The Portable Veblen
- First edition
- Author: Elizabeth McKenzie
- Language: English
- Genre: Fiction
- Published: 2016 (Penguin Press)
- Publication place: USA
- Media type: Print (Hardback)
- Pages: 430
- ISBN: 9781594206856
- OCLC: 908176081

= The Portable Veblen =

2016 novel by Elizabeth McKenzie

The Portable Veblen is a 2016 novel by Elizabeth McKenzie.

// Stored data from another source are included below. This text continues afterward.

//! Wind forces on the superstructure (Cl. 209.3.3 to 209.3.6).
//!
//! Pressures come from [`wind_at_height`](super::wind_at_height) in Pa; areas
//! are in m² and forces are returned in kN.

use serde::{Deserialize, Serialize};
use tracing::debug;

use crate::constants::irc6_2017::{
    GUST_FACTOR, LIFT_COEFFICIENT, LIVE_LOAD_DRAG_COEFFICIENT, LIVE_LOAD_EXPOSED_HEIGHT,
    LONGITUDINAL_SHARE_GIRDER, LONGITUDINAL_SHARE_TRUSS,
};
use crate::errors::{ensure_non_negative, ensure_positive, CalcResult};
use crate::reference::{ClauseRef, Standard};
use crate::tables::{round_to, DEFAULT_PRECISION};
use crate::units::{KiloNewtons, Meters, Newtons, Pascals};

use super::drag::{drag_coefficient, GirderGeometry, GirderSection};

pub const TRANSVERSE_FORCE: ClauseRef = ClauseRef::new(Standard::Irc6_2017, "209.3.3");
pub const LONGITUDINAL_FORCE: ClauseRef = ClauseRef::new(Standard::Irc6_2017, "209.3.4");
pub const VERTICAL_FORCE: ClauseRef = ClauseRef::new(Standard::Irc6_2017, "209.3.5");
pub const LIVE_LOAD_FORCE: ClauseRef = ClauseRef::new(Standard::Irc6_2017, "209.3.6");

/// `P * A * G * C` in kN, rounded
fn gust_force(pressure: Pascals, area_m2: f64, coefficient: f64) -> KiloNewtons {
    let force = KiloNewtons::from(Newtons(pressure.0 * area_m2 * GUST_FACTOR * coefficient));
    KiloNewtons(round_to(force.0, DEFAULT_PRECISION))
}

/// Transverse force `F_T = P_z * A_1 * G * C_D` on the solid area in
/// elevation `A_1`.
pub fn transverse_wind_force(pressure: Pascals, solid_area_m2: f64, drag: f64) -> CalcResult<KiloNewtons> {
    ensure_non_negative("pressure", pressure.0)?;
    ensure_non_negative("solid_area_m2", solid_area_m2)?;
    ensure_positive("drag_coefficient", drag)?;
    let force = gust_force(pressure, solid_area_m2, drag);
    debug!(clause = %TRANSVERSE_FORCE, pz = pressure.0, a1 = solid_area_m2, cd = drag, force = force.0, "evaluated");
    Ok(force)
}

/// Longitudinal force: 25 % of the transverse force for beam and box decks,
/// 50 % for trusses.
pub fn longitudinal_wind_force(transverse: KiloNewtons, section: GirderSection) -> CalcResult<KiloNewtons> {
    ensure_non_negative("transverse_force", transverse.0)?;
    let share = match section {
        GirderSection::Truss => LONGITUDINAL_SHARE_TRUSS,
        GirderSection::Beam | GirderSection::BoxGirder => LONGITUDINAL_SHARE_GIRDER,
    };
    let force = KiloNewtons(round_to(transverse.0 * share, DEFAULT_PRECISION));
    debug!(clause = %LONGITUDINAL_FORCE, %section, force = force.0, "evaluated");
    Ok(force)
}

/// Upward or downward force `F_V = P_z * A_3 * G * C_L` on the plan area
/// `A_3`, with `C_L` = 0.75.
pub fn vertical_wind_force(pressure: Pascals, plan_area_m2: f64) -> CalcResult<KiloNewtons> {
    ensure_non_negative("pressure", pressure.0)?;
    ensure_non_negative("plan_area_m2", plan_area_m2)?;
    let force = gust_force(pressure, plan_area_m2, LIFT_COEFFICIENT);
    debug!(clause = %VERTICAL_FORCE, pz = pressure.0, a3 = plan_area_m2, force = force.0, "evaluated");
    Ok(force)
}

/// Transverse wind on vehicles over `loaded_length`: a frontal area 3 m
/// high with `C_D` = 1.2.
pub fn live_load_wind_force(pressure: Pascals, loaded_length: Meters) -> CalcResult<KiloNewtons> {
    ensure_non_negative("pressure", pressure.0)?;
    let length = ensure_positive("loaded_length", loaded_length.0)?;
    let area = LIVE_LOAD_EXPOSED_HEIGHT * length;
    let force = gust_force(pressure, area, LIVE_LOAD_DRAG_COEFFICIENT);
    debug!(clause = %LIVE_LOAD_FORCE, pz = pressure.0, length, force = force.0, "evaluated");
    Ok(force)
}

/// Superstructure wind forces in one place (kN)
#[derive(Debug, Clone, Copy, PartialEq, Serialize, Deserialize)]
pub struct WindForces {
    pub drag_coefficient: f64,
    pub transverse_kn: f64,
    pub longitudinal_kn: f64,
    pub vertical_kn: f64,
}

impl WindForces {
    /// Drag, then transverse, then longitudinal from transverse, plus vertical
    pub fn compute(
        pressure: Pascals,
        geometry: &GirderGeometry,
        solid_area_m2: f64,
        plan_area_m2: f64,
    ) -> CalcResult<Self> {
        let drag = drag_coefficient(geometry)?;
        let transverse = transverse_wind_force(pressure, solid_area_m2, drag)?;
        let longitudinal = longitudinal_wind_force(transverse, geometry.section)?;
        let vertical = vertical_wind_force(pressure, plan_area_m2)?;
        Ok(Self {
            drag_coefficient: drag,
            transverse_kn: transverse.0,
            longitudinal_kn: longitudinal.0,
            vertical_kn: vertical.0,
        })
    }
}

#[cfg(test)]
mod tests {
    use super::*;

    #[test]
    fn test_transverse() {
        // 500 * 20 * 2 * 1.5 = 30000 N
        let f = transverse_wind_force(Pascals(500.0), 20.0, 1.5).unwrap();
        assert_eq!(f.0, 30.0);
        assert!(transverse_wind_force(Pascals(500.0), 20.0, 0.0).is_err());
    }

    #[test]
    fn test_longitudinal_share() {
        let t = KiloNewtons(30.0);
        assert_eq!(longitudinal_wind_force(t, GirderSection::Beam).unwrap().0, 7.5);
        assert_eq!(longitudinal_wind_force(t, GirderSection::Truss).unwrap().0, 15.0);
    }

    #[test]
    fn test_vertical() {
        // 500 * 100 * 2 * 0.75 = 75000 N
        assert_eq!(vertical_wind_force(Pascals(500.0), 100.0).unwrap().0, 75.0);
    }

    #[test]
    fn test_live_load() {
        // 500 * (3 * 10) * 2 * 1.2 = 36000 N
        assert_eq!(live_load_wind_force(Pascals(500.0), Meters(10.0)).unwrap().0, 36.0);
        assert!(live_load_wind_force(Pascals(500.0), Meters(0.0)).is_err());
    }

    #[test]
    fn test_compute_all() {
        let geometry = GirderGeometry::new(GirderSection::Beam, 1).with_deck(8.0, 2.0);
        let forces = WindForces::compute(Pascals(500.0), &geometry, 20.0, 100.0).unwrap();
        assert_eq!(forces.drag_coefficient, 1.4);
        assert_eq!(forces.transverse_kn, 28.0);
        assert_eq!(forces.longitudinal_kn, 7.0);
        assert_eq!(forces.vertical_kn, 75.0);
    }
}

It is about a young woman, Veblen, and her relationships with her fiancé Paul, their families, and squirrels.

==Reception==
The New York Times described The Portable Veblen as "a screwball comedy with a dash of mental illness; a conventional tale of family pathos; a sendup of Big Pharma; a meditation on consumption, marriage, the nature of work." and concluded that it "is a novel of such festive originality that it would be a shame to miss."

The Portable Veblen has also been reviewed by The Guardian, Library Journal, Booklist, Slate, the Los Angeles Times, The Irish Times, Kirkus Reviews. the Financial Times, the Star Tribune, and Publishers Weekly.

It was on the 2016 National Book Award longlist, and the 2016 Baileys Prize for Women's Fiction shortlist.